LR: Lei è stato per anni corrispondente RAI a New York. Io ci sono stato nel 2018, innamorandomi – come credo sia scontato – della città. Se ci tornassi oggi, quanto sarebbe diversa Manhattan da come la ricordo io?

OB: È abbastanza diversa. La pandemia ha colpito duro. Tantissimi uffici sono vuoti, perché molti lavorano in smart working. Questo ha creato un’atmosfera quasi surreale, soprattutto verso sera.

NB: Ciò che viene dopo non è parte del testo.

//! 关键点服务端点：与远程委托客户端使用同一协议，本进程即可充当远程服务。

use axum::response::IntoResponse;
use axum::routing::post;
use axum::{Form, Json, Router};
use serde::{Deserialize, Serialize};

use crate::response::AppError;
use crate::routes::screening::parse_model;
use crate::screening::landmark_service::simulate_from_payload;
use crate::screening::FacialLandmarks;
use crate::state::AppState;

pub fn router() -> Router<AppState> {
    Router::new().route("/process_facial_image", post(process_facial_image))
}

#[derive(Debug, Deserialize)]
pub struct LandmarkForm {
    pub image: Option<String>,
    pub model: Option<String>,
}

#[derive(Debug, Serialize)]
struct LandmarkReply {
    success: bool,
    landmarks: FacialLandmarks,
}

async fn process_facial_image(Form(form): Form<LandmarkForm>) -> Result<impl IntoResponse, AppError> {
    let image = form
        .image
        .as_deref()
        .map(str::trim)
        .filter(|s| !s.is_empty())
        .ok_or_else(|| AppError::bad_request("MISSING_IMAGE", "No image part in the request"))?;
    let model = parse_model(form.model.as_deref())?;

    let landmarks = simulate_from_payload(image);
    tracing::info!(model = ?model, "Facial landmarks simulated");

    Ok(Json(LandmarkReply {
        success: true,
        landmarks,
    }))
}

I ristoranti hanno meno clienti, nel periodo di lockdown erano sospesi gli spettacoli a Broadway, mancano completamente i turisti, quindi NY è molto moscia – per usare un termine banale – quasi spettrale, soprattutto nel downtown. C’è poi tutta una querelle in atto tra chi profetizza la morte di New York e chi – come Jerry Seinfeld – sostiene che la città risorgerà. Sicuramente se tu tornassi adesso percepiresti una situazione diversa e molto pesante, soprattutto la sera. È però anche vero (io ero lì fino a qualche settimana fa) che la città è sempre affascinante, che la gente va ancora a Central Park e Bryant Park, il traffico c’è, insomma l’energia la senti sempre. La difficoltà c’è e si sente, non si sa se questi segni saranno permanenti, ma New York resta una città con una vitalità incomparabile.